2nd Sep 2015
4 Top Tips for a Good Night's Sleep
We all know that sleep makes you feel good; it leaves you feeling refreshed and rejuvenated. But the importance of sleep goes much deeper than that. Sleep is the time in which your mind processes the day’s events, without this valuable time your memory, learning, decision-making, problem solving and happiness will be severely affected. Sleep deficiency is also linked to obesity, heart disease, diabetes and more. An average adult needs between 6 and 9 hours sleep a night. Any less than this can lead to a number of health problems, both short and long term.
So, if you’re struggling to get a good night’s sleep, here are our top 4 tips to get you tucked up and sailing off to the land of nod.
Routine and Ritual
Programming your internal clock with a natural sleep/wake cycle is probably the best thing you can do for your health. This technique involves getting into a regular routine of waking up and going to bed at similar times every day, avoiding daytime naps and avoiding heavy, sugary or high-carb meals less than 3 hours before bed. Sticking to this routine is key to success with this technique, but it is nice and natural and works very well.
Learning methods that will help you to relax is another great way to wind down before bed. Here are a few of our favourite techniques:
- Have a warm (not hot) bath before bed – this helps your body to reach an ideal temperature to sleep. The bath will bring your body temperature up, and as your body temperature cools you will naturally drift off to sleep.
- Practice some basic meditation and yoga. Light exercise and stretches will relax your muscles and meditation, such as breathing exercises, will help to clear your mind.

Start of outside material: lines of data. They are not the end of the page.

//! Support for setting up `tracing`.

use std::{env, fs::OpenOptions, sync::Arc};

use tracing_subscriber::{fmt, EnvFilter};

/// The environment variable used to filter our logging.
const LOG_FILTER_VAR: &str = "KESTREL_LOG";

/// The environment variable naming an optional log file.
const LOG_FILE_VAR: &str = "KESTREL_LOG_FILE";

fn env_filter(default: &str) -> EnvFilter {
    EnvFilter::try_from_env(LOG_FILTER_VAR)
        .or_else(|_| EnvFilter::try_from_default_env())
        .unwrap_or_else(|_| EnvFilter::new(default))
}

/// Initialize tracing for the coordinator CLI.
///
/// Filtering is controlled by `KESTREL_LOG` (falling back to `RUST_LOG`),
/// defaulting to `info`. If `KESTREL_LOG_FILE` is set, log lines are
/// appended there instead of being written to stderr.
pub fn initialize_tracing() {
    let builder = fmt().with_env_filter(env_filter("info"));
    match log_file() {
        Some(file) => builder.with_writer(file).with_ansi(false).init(),
        None => builder.with_writer(std::io::stderr).init(),
    }
}

/// Initialize tracing for a worker process.
///
/// A mapper's stderr is its `CONTROL` stream, so workers must never log
/// to stderr. Logs go to `KESTREL_LOG_FILE` when set and are otherwise
/// discarded.
pub fn initialize_worker_tracing() {
    let builder = fmt().with_env_filter(env_filter("info")).with_ansi(false);
    match log_file() {
        Some(file) => builder.with_writer(file).init(),
        None => builder.with_writer(std::io::sink as fn() -> std::io::Sink).init(),
    }
}

fn log_file() -> Option<Arc<std::fs::File>> {
    let path = env::var(LOG_FILE_VAR).ok()?;
    match OpenOptions::new().create(true).append(true).open(&path) {
        Ok(file) => Some(Arc::new(file)),
        Err(err) => {
            eprintln!("could not open log file {}: {}", path, err);
            None
        }
    }
}
//! Classified fatal errors.
//!
//! Per-file failures never appear here: a mapper reports those on its
//! `CONTROL` stream and the coordinator requeues the file. Everything in
//! this module ends the job. These values are attached to `anyhow` error
//! chains as context, so callers can `downcast_ref::<RunnerError>()` to
//! classify a failure without losing the underlying cause.

use thiserror::Error;

/// A fatal, job-level failure.
#[derive(Clone, Debug, Error, Eq, PartialEq)]
pub enum RunnerError {
    /// The job manifest defines no input URIs.
    #[error("no input URIs defined in the job manifest")]
    InputMissing,

    /// Listing an input URI failed.
    #[error("could not list input at {uri}")]
    BackendUnavailable {
        /// The URI we could not list.
        uri: String,
    },

    /// An instance never reached `running`, or never accepted a shell
    /// connection.
    #[error("could not provision instance {instance_id}")]
    ProvisionFailed {
        /// The instance that failed to come up.
        instance_id: String,
    },

    /// A remote bootstrap command exited nonzero.
    #[error("command {command:?} exited with status {status} on instance {instance_id}")]
    BootstrapFailed {
        /// The instance the command ran on.
        instance_id: String,
        /// The command that failed.
        command: String,
        /// Its exit status.
        status: i32,
    },
}
#[cfg(test)]
mod tests {
    use std::fs;

    use kestrel_common::serde_json;

    use super::*;
    use crate::backend::local::LocalBackend;

    /// A scripted mapper that emits each file's lines as records.
    const CAT_MAPPER: &str = r#"
while IFS= read -r uri; do
  path="${uri#file://}"
  cat "$path"
  size=$(wc -c < "$path" | tr -d '[:space:]')
  printf '+,%s,%s\n' "$size" "$uri" >&2
done
"#;

    fn sh(script: &str) -> Vec<String> {
        vec![
            "/bin/sh".to_owned(),
            "-c".to_owned(),
            script.to_owned(),
            "mapper".to_owned(),
        ]
    }

    fn test_manifest(input: Vec<String>, max_retries: u32) -> Arc<JobManifest> {
        let mut manifest: JobManifest = serde_json::from_str(
            r#"{"input": [], "map_command": ["true"], "output_job_progress": false}"#,
        )
        .expect("manifest should parse");
        manifest.input = input;
        manifest.max_retries = max_retries;
        Arc::new(manifest)
    }

    fn test_job(manifest: Arc<JobManifest>, output_path: PathBuf) -> Job {
        Job {
            manifest,
            progress: ProgressTracker::new(),
            abort: CancellationToken::new(),
            output_path,
            reducer_command: sh("exec cat"),
        }
    }

    fn sorted_lines(path: &Path) -> Vec<String> {
        let mut lines = fs::read_to_string(path)
            .expect("artifact should exist")
            .lines()
            .map(str::to_owned)
            .collect::<Vec<_>>();
        lines.sort();
        lines
    }

    #[tokio::test]
    async fn streams_every_record_to_the_reducer() {
        let dir = tempfile::tempdir().unwrap();
        fs::write(dir.path().join("a.txt"), "alpha\nalpha\nbeta\n").unwrap();
        fs::write(dir.path().join("b.txt"), "beta\ngamma\n").unwrap();
        let output = dir.path().join("results/job.out");

        let manifest =
            test_manifest(vec![format!("file://{}", dir.path().display())], 5);
        let job = test_job(manifest, output.clone());
        let mut backend = LocalBackend::with_command(sh(CAT_MAPPER), 2);

        let outcome = run_job(&job, &mut backend).await.unwrap();
        assert_eq!(outcome, Outcome::Success);
        assert_eq!(
            sorted_lines(&output),
            vec!["alpha", "alpha", "beta", "beta", "gamma"]
        );

        let snapshot = job.progress.snapshot();
        assert_eq!(snapshot.files_processed, 2);
        assert_eq!(snapshot.files_failed, 0);
        assert_eq!(snapshot.bytes_total, 28);
        assert_eq!(snapshot.bytes_processed, 28);
    }

    #[tokio::test]
    async fn requeues_files_that_fail_transiently() {
        let dir = tempfile::tempdir().unwrap();
        let marks = dir.path().join("marks");
        fs::create_dir(&marks).unwrap();
        for name in ["one", "two", "three"] {
            fs::write(dir.path().join(format!("{}.txt", name)), format!("{}\n", name))
                .unwrap();
        }
        let output = dir.path().join("job.out");

        // Fail the first attempt on every file, succeed on the second.
        let flaky_mapper = format!(
            r#"
while IFS= read -r uri; do
  key=$(printf '%s' "$uri" | tr -c 'a-zA-Z0-9' '_')
  if [ ! -e "{marks}/$key" ]; then
    : > "{marks}/$key"
    printf '!,0,%s\n' "$uri" >&2
  else
    path="${{uri#file://}}"
    cat "$path"
    size=$(wc -c < "$path" | tr -d '[:space:]')
    printf '+,%s,%s\n' "$size" "$uri" >&2
  fi
done
"#,
            marks = marks.display()
        );

        let manifest = test_manifest(
            vec![
                format!("file://{}/one.txt", dir.path().display()),
                format!("file://{}/two.txt", dir.path().display()),
                format!("file://{}/three.txt", dir.path().display()),
            ],
            5,
        );
        let job = test_job(manifest, output.clone());
        let mut backend = LocalBackend::with_command(sh(&flaky_mapper), 2);

        let outcome = run_job(&job, &mut backend).await.unwrap();
        assert_eq!(outcome, Outcome::Success);
        // Each file's records arrive exactly once.
        assert_eq!(sorted_lines(&output), vec!["one", "three", "two"]);

        let snapshot = job.progress.snapshot();
        assert_eq!(snapshot.files_processed, 3);
        assert_eq!(snapshot.files_failed, 0);
        assert!(snapshot
            .messages
            .iter()
            .any(|m| m.contains("requeuing")));
    }

    #[tokio::test]
    async fn gives_up_after_max_retries() {
        let dir = tempfile::tempdir().unwrap();
        fs::write(dir.path().join("a.txt"), "unused\n").unwrap();
        let output = dir.path().join("job.out");

        let always_fail = r#"
while IFS= read -r uri; do
  printf '!,0,%s\n' "$uri" >&2
done
"#;
        let manifest =
            test_manifest(vec![format!("file://{}/a.txt", dir.path().display())], 2);
        let job = test_job(manifest, output.clone());
        let mut backend = LocalBackend::with_command(sh(always_fail), 1);

        let outcome = run_job(&job, &mut backend).await.unwrap();
        assert_eq!(outcome, Outcome::Success);
        assert_eq!(fs::read_to_string(&output).unwrap(), "");

        let snapshot = job.progress.snapshot();
        assert_eq!(snapshot.files_processed, 0);
        assert_eq!(snapshot.files_failed, 1);
        assert!(snapshot.messages.iter().any(|m| m.contains("giving up")));
    }

    #[tokio::test]
    async fn mapper_crash_aborts_the_job() {
        let dir = tempfile::tempdir().unwrap();
        fs::write(dir.path().join("a.txt"), "unused\n").unwrap();
        let output = dir.path().join("job.out");

        let manifest =
            test_manifest(vec![format!("file://{}/a.txt", dir.path().display())], 5);
        let job = test_job(manifest, output.clone());
        let mut backend = LocalBackend::with_command(sh("exit 3"), 1);

        let outcome = run_job(&job, &mut backend).await.unwrap();
        assert_eq!(outcome, Outcome::WorkerFailed);
        // The artifact still exists, even though it is empty.
        assert!(output.exists());
    }

    #[tokio::test]
    async fn abort_during_streaming_preserves_partial_output() {
        let dir = tempfile::tempdir().unwrap();
        for name in ["a", "b", "c"] {
            fs::write(dir.path().join(format!("{}.txt", name)), "x\n").unwrap();
        }
        let output = dir.path().join("job.out");

        // Process the first file, then stall.
        let slow_mapper = r#"
n=0
while IFS= read -r uri; do
  n=$((n+1))
  printf 'rec-%s\n' "$n"
  printf '+,2,%s\n' "$uri" >&2
  sleep 30 > /dev/null 2>&1
done
"#;
        let manifest =
            test_manifest(vec![format!("file://{}", dir.path().display())], 5);
        let job = test_job(manifest, output.clone());
        let progress = job.progress.clone();
        let abort = job.abort.clone();
        let mut backend = LocalBackend::with_command(sh(slow_mapper), 1);

        let runner =
            tokio::spawn(async move { run_job(&job, &mut backend).await });

        // Wait for the first success, then abort.
        let deadline = tokio::time::Instant::now() + Duration::from_secs(10);
        while progress.snapshot().files_processed < 1 {
            assert!(
                tokio::time::Instant::now() < deadline,
                "mapper never processed its first file"
            );
            tokio::time::sleep(Duration::from_millis(50)).await;
        }
        tokio::time::sleep(Duration::from_millis(300)).await;
        abort.cancel();

        let outcome = runner.await.unwrap().unwrap();
        assert_eq!(outcome, Outcome::UserAborted);
        assert_eq!(fs::read_to_string(&output).unwrap(), "rec-1\n");
    }

    #[tokio::test]
    async fn forwards_a_final_unterminated_record() {
        let dir = tempfile::tempdir().unwrap();
        fs::write(dir.path().join("a.txt"), "x\n").unwrap();
        let output = dir.path().join("job.out");

        let unterminated = r#"
IFS= read -r uri
printf 'partial-record'
printf '+,2,%s\n' "$uri" >&2
"#;
        let manifest =
            test_manifest(vec![format!("file://{}/a.txt", dir.path().display())], 5);
        let job = test_job(manifest, output.clone());
        let mut backend = LocalBackend::with_command(sh(unterminated), 1);

        let outcome = run_job(&job, &mut backend).await.unwrap();
        assert_eq!(outcome, Outcome::Success);
        assert_eq!(fs::read_to_string(&output).unwrap(), "partial-record\n");
    }

    #[tokio::test]
    async fn a_mapper_may_emit_no_records_at_all() {
        let dir = tempfile::tempdir().unwrap();
        fs::write(dir.path().join("a.txt"), "x\n").unwrap();
        let output = dir.path().join("job.out");

        let silent = r#"
while IFS= read -r uri; do
  printf '+,2,%s\n' "$uri" >&2
done
"#;
        let manifest =
            test_manifest(vec![format!("file://{}/a.txt", dir.path().display())], 5);
        let job = test_job(manifest, output.clone());
        let mut backend = LocalBackend::with_command(sh(silent), 1);

        let outcome = run_job(&job, &mut backend).await.unwrap();
        assert_eq!(outcome, Outcome::Success);
        assert_eq!(fs::read_to_string(&output).unwrap(), "");
        assert_eq!(job.progress.snapshot().files_processed, 1);
    }

    #[tokio::test]
    async fn empty_input_fails_preflight() {
        let dir = tempfile::tempdir().unwrap();
        let manifest = test_manifest(vec![], 5);
        let job = test_job(manifest, dir.path().join("job.out"));
        let mut backend = LocalBackend::with_command(sh(CAT_MAPPER), 1);

        let err = run_job(&job, &mut backend).await.unwrap_err();
        assert_eq!(
            err.downcast_ref::<RunnerError>(),
            Some(&RunnerError::InputMissing)
        );
    }

    #[tokio::test]
    async fn an_empty_listing_is_fatal() {
        let dir = tempfile::tempdir().unwrap();
        let empty = dir.path().join("empty");
        fs::create_dir(&empty).unwrap();
        let manifest = test_manifest(vec![format!("file://{}", empty.display())], 5);
        let job = test_job(manifest, dir.path().join("job.out"));
        let mut backend = LocalBackend::with_command(sh(CAT_MAPPER), 1);

        let err = run_job(&job, &mut backend).await.unwrap_err();
        assert!(err.to_string().contains("no input files matched"));
    }

    #[tokio::test]
    async fn reducer_death_mid_stream_is_fatal() {
        let dir = tempfile::tempdir().unwrap();
        fs::write(dir.path().join("a.txt"), "one\ntwo\n").unwrap();
        let output = dir.path().join("job.out");

        let manifest =
            test_manifest(vec![format!("file://{}/a.txt", dir.path().display())], 5);
        let mut job = test_job(manifest, output.clone());
        // A reducer that dies before reading anything.
        job.reducer_command = sh("exit 7");
        let mut backend = LocalBackend::with_command(sh(CAT_MAPPER), 1);

        let outcome = run_job(&job, &mut backend).await.unwrap();
        assert_eq!(outcome, Outcome::ReducerFailed);
    }
}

- Make a to-do list. One of the main causes we hear of people struggling to sleep is having things playing on their mind. Writing a to-do list, or just writing down what is on your mind is a good method of letting them go.
Make your bedroom a "sleep zone"
Many studies show links between aural and retinal stimulation and insomnia. You guessed it; this means no TVs in the bedroom. You should associate your bedroom with sleep – any lights, noises, a bad mattress, can ruin this distinction and make you associate your room with wakefulness. Optimise the environment; it should be cool, dark and quiet. If you’re often too hot in bed, try a cooling mattress topper, or a higher quality duvet set.
Keep a sleep diary
If you are regularly having trouble sleeping, keeping a sleep diary can help you rumble those bad habits or experiences that are causing you to stare at the ceiling all night. The kinds of questions you should ask yourself are:
- How long did you take to get to sleep?
- How many times did you wake up in the night?
- How long did you sleep for?
- How do you feel today? Rested? Tired?
- Did you consume any caffeine/alcohol yesterday?
- Are you worried or stressed about something?
- Did you exercise yesterday? What did you do and when?